Depends on trailer type and launch method.
On a trailer with keel rollers load is meant to be on the rollers.
Almost all the load is supposed to be supported by the rollers.
Bunks provide lateral stability, not supposed to carry much load.
So wax on the carpets are all that's needed if the trailer is set up properly.
If a float on style, slicks and wax are unnecessary.
Just an adequate thickness of carpet  on the bunks to protect the hull finish from bumps.


----------



## mark_gardner (Mar 18, 2009)

so far the wax is looking promising


----------



## TomFL (Oct 2, 2007)

Brett, nothing fancy here, standard bunks supporting weight. The only thing different is they are big -- 8x8's. 



















Need to re-do the carpeting if I can find normal bunk carpet wide enough to go all the way around, if not I'll be shopping at home depot for outdoor carpet, maybe I can find some cool 70's themed patterns.. 

Just figured while I was re-doing it I might like to add the strips if they help. Should add I never have issues launching or loading so not sure if they would offer any benefits in that regard. 

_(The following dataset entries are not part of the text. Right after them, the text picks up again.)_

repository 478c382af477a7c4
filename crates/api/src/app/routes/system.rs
use axum::http::StatusCode;

pub async fn health() -> StatusCode {
    StatusCode::OK
}
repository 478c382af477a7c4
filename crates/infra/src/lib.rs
//! Infrastructure layer: ledger storage, services, config and the
//! business-event handlers that post into the journal.

pub mod accounts;
pub mod cash_sessions;
pub mod config;
pub mod handlers;
pub mod journal_engine;
pub mod money_locations;
pub mod notify;
pub mod services;
pub mod store;

#[cfg(test)]
mod testing;

mod integration_tests;

pub use accounts::AccountRegistry;
pub use cash_sessions::{CashSessionManager, PendingActivityCheck};
pub use config::{AccountMapping, ConfigError, LedgerConfig};
pub use journal_engine::JournalEngine;
pub use money_locations::{BalanceReconciliation, MoneyLocationRegistry};
pub use notify::LedgerEnvelope;
pub use services::LedgerServices;
pub use store::{FailPoint, InMemoryLedgerStore, LedgerStore, PostgresLedgerStore, StoreError, StoreResult, bounded};
//! Domain event handlers: translate business events into balanced journal
//! entries and session bookkeeping.
//!
//! Handlers sit outside the ledger core and only use its public services.
//! Which account code means "cash" or "revenue" comes from `AccountMapping`.
//! A failed accounting step is reported to the registry (which logs it); the
//! originating business action is never undone here.

pub mod cash_drops;
pub mod events;
pub mod payments;
pub mod procurement;
pub mod sales;

use std::sync::Arc;

use rust_decimal::Decimal;

use cashbook_accounting::{LedgerError, LedgerResult, NewJournalLine};
use cashbook_core::{CashSessionId, MoneyLocationId};
use cashbook_events::{EventBus, HandlerRegistry};

use crate::notify::LedgerEnvelope;
use crate::services::LedgerServices;
use crate::store::LedgerStore;

pub use cash_drops::CashDropHandler;
pub use events::{
    BusinessEvent, CashDropped, PaymentCompleted, PurchaseReceived, SaleCompleted, SaleRefunded,
    SupplierPaid, Tender,
};
pub use payments::PaymentHandler;
pub use procurement::ProcurementHandler;
pub use sales::SalesHandler;

/// Wire the sales, payment, procurement and cash-drop handlers.
pub fn register_default_handlers<S, B>(
    registry: &mut HandlerRegistry<BusinessEvent>,
    ledger: Arc<LedgerServices<S, B>>,
) where
    S: LedgerStore + 'static,
    B: EventBus<LedgerEnvelope> + 'static,
{
    let sales = Arc::new(SalesHandler::new(ledger.clone()));
    let payments = Arc::new(PaymentHandler::new(ledger.clone()));
    let procurement = Arc::new(ProcurementHandler::new(ledger.clone()));
    let drops = Arc::new(CashDropHandler::new(ledger));

    registry
        .register(BusinessEvent::SALE_COMPLETED, sales.clone())
        .register(BusinessEvent::SALE_REFUNDED, sales)
        .register(BusinessEvent::PAYMENT_COMPLETED, payments)
        .register(BusinessEvent::PURCHASE_RECEIVED, procurement.clone())
        .register(BusinessEvent::SUPPLIER_PAID, procurement)
        .register(BusinessEvent::CASH_DROPPED, drops);
}

fn ensure_positive(amount: Decimal, what: &str) -> LedgerResult<()> {
    if amount <= Decimal::ZERO {
        return Err(LedgerError::validation(format!("{what} must be positive")));
    }
    Ok(())
}

/// The side of an entry where the money physically moved.
#[derive(Debug, Clone)]
struct TenderLeg {
    account_code: String,
    /// Set when the money went through a tracked location.
    location: Option<MoneyLocationId>,
    /// Open session at that location, if any.
    session: Option<CashSessionId>,
}

impl TenderLeg {
    /// `amount` is signed (negative = debit).
    fn line(&self, amount: Decimal) -> NewJournalLine {
        let line = NewJournalLine::new(self.account_code.clone(), amount);
        match self.location {
            Some(location) => line.at_location(location),
            None => line,
        }
    }
}

/// Cash through a location posts to that location's account and its open
/// session; cash without a location uses the mapped cash account; everything
/// else settles through card clearing.
async fn tender_leg<S, B>(
    ledger: &LedgerServices<S, B>,
    tender: Tender,
    location: Option<MoneyLocationId>,
) -> LedgerResult<TenderLeg>
where
    S: LedgerStore,
    B: EventBus<LedgerEnvelope>,
{
    match (tender, location) {
        (Tender::Cash, Some(location)) => located_leg(ledger, location).await,
        (Tender::Cash, None) => Ok(TenderLeg {
            account_code: ledger.mapping.cash.clone(),
            location: None,
            session: None,
        }),
        (Tender::Card | Tender::Other, _) => Ok(TenderLeg {
            account_code: ledger.mapping.card_clearing.clone(),
            location: None,
            session: None,
        }),
    }
}

async fn located_leg<S, B>(ledger: &LedgerServices<S, B>, location: MoneyLocationId) -> LedgerResult<TenderLeg>
where
    S: LedgerStore,
    B: EventBus<LedgerEnvelope>,
{
    let account = ledger.locations.bound_account(location).await?;
    let session = ledger.sessions.get_active_session(location).await?;
    Ok(TenderLeg {
        account_code: account.code.to_string(),
        location: Some(location),
        session: session.map(|s| s.id),
    })
}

I am a bit concerned that if I go with the 2-part epoxy on the bottom once the anti-foul paint is removed, the carpeted bunks might be a little harsh on it over time.

-T


----------



## manuel_tee (Aug 17, 2010)

wear on the carpet in the photo shows all the load in the stern due to engine weight just replace the carpeting its a float on trailer my 2 cents


----------



## TomFL (Oct 2, 2007)

> wear on the carpet in the photo shows all the load in the stern due to engine weight just replace the carpeting its a float on trailer my 2 cents


This was before I bought the trailer!

-T


----------



## Brett (Jul 16, 2008)

It's a float-on, you sink the trailer then power the boat up to the bow clip.
No winching, no bunk drag. The carpet is just to absorb road shock.
From my reading epoxy finishes are stronger than gelcoat. Better durability and scratch resistance.


----------



## Un-shore (Sep 27, 2007)

Lowes or Home Depot, can't recall which one, has black outdoor carpet by the foot on 6' wide roles.


----------



## riptide (Dec 31, 2009)

you should be happy with your rolls axel trailer. not shure what you paid but it has been the nicest trailer i have owned so far


----------



## Frank_Sebastian (Oct 15, 2007)

Home Depot has outdoor carpet in several grades in 12' widths. They will slice you off any size you want at no extra charge.

All epoxy is not the same. Look at Raka's 900HP with 531 (might be 631) hardener. You will not have a problem with it as far as wear is concerned.

Frank_S


----------



## MATT (Apr 30, 2007)

Tom, I like both carpet then add the sticks to it.


----------



## richg99 (Nov 28, 2009)

When I first considered slicks, I thought the ...purchased kind... appeared too high and not wide enough. I wound up cutting up a piece of 4 x 8 PVC lattice I bought at Home Depot. I cut it into the longest strips I could and countersunk stainless steel screws into the carpeted bunks. Worked well.

If I were doing it over, though..I'd try the "canning wax" method first. Rich


----------